::: Dataset content

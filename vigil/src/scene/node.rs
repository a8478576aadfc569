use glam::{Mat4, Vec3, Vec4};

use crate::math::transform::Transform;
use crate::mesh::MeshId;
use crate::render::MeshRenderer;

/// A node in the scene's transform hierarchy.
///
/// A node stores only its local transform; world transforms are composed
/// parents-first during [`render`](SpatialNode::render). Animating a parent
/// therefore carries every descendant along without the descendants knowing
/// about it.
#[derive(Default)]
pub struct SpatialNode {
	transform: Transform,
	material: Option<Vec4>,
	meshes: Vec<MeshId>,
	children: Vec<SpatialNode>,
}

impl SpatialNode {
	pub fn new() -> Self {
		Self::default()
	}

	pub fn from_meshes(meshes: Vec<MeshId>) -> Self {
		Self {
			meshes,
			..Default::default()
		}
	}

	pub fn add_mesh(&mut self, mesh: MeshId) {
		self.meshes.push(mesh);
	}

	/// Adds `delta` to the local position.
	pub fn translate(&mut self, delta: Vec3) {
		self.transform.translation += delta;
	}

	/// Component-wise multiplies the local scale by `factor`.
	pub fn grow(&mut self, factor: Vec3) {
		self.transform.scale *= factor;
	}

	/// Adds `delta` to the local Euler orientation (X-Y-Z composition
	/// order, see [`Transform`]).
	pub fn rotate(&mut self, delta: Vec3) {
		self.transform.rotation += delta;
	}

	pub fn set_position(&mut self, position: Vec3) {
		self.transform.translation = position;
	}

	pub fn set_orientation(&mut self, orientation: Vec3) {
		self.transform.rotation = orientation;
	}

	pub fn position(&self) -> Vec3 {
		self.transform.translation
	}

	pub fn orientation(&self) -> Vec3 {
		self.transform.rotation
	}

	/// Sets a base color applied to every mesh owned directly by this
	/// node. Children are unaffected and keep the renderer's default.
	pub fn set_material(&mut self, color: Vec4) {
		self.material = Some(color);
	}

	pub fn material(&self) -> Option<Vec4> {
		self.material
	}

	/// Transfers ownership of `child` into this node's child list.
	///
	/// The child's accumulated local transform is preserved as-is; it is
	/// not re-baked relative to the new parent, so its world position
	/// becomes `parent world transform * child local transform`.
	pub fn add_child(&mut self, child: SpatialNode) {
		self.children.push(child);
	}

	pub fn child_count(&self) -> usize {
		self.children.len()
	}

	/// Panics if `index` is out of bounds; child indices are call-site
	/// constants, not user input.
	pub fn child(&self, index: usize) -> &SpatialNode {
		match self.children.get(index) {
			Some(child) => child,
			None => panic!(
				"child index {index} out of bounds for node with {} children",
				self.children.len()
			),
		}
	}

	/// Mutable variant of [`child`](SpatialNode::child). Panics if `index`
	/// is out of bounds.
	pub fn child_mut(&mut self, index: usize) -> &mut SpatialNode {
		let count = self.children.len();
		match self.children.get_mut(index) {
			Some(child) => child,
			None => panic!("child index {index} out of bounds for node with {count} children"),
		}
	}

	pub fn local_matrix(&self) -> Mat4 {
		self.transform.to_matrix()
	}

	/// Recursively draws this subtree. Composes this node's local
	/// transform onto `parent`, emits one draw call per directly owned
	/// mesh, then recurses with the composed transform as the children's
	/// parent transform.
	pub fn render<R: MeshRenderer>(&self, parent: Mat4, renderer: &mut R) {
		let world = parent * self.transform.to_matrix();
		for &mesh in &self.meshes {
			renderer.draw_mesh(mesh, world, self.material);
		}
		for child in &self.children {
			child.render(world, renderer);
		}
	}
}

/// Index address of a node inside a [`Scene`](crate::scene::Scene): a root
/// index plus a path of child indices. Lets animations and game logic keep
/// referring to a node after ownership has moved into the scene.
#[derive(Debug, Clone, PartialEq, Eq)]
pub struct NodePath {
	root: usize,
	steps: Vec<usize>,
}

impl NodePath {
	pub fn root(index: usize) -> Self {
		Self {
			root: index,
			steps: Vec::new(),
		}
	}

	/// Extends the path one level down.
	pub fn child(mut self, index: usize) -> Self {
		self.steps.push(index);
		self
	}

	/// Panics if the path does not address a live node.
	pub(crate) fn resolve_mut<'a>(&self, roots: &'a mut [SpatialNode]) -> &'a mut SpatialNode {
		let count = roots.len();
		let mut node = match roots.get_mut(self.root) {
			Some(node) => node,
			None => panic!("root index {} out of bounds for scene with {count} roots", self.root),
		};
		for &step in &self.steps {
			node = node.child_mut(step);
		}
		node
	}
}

::::::

*Assignment*
The reply should consist solely of the lines of the data, exact, from the opening line through the line with "Animating a parent", inclusive.

*Response to the exercise*
filename vigil/src/scene/node.rs
repository a8478576aadfc569
use glam::{Mat4, Vec3, Vec4};

use crate::math::transform::Transform;
use crate::mesh::MeshId;
use crate::render::MeshRenderer;

/// A node in the scene's transform hierarchy.
///
/// A node stores only its local transform; world transforms are composed
/// parents-first during [`render`](SpatialNode::render). Animating a parent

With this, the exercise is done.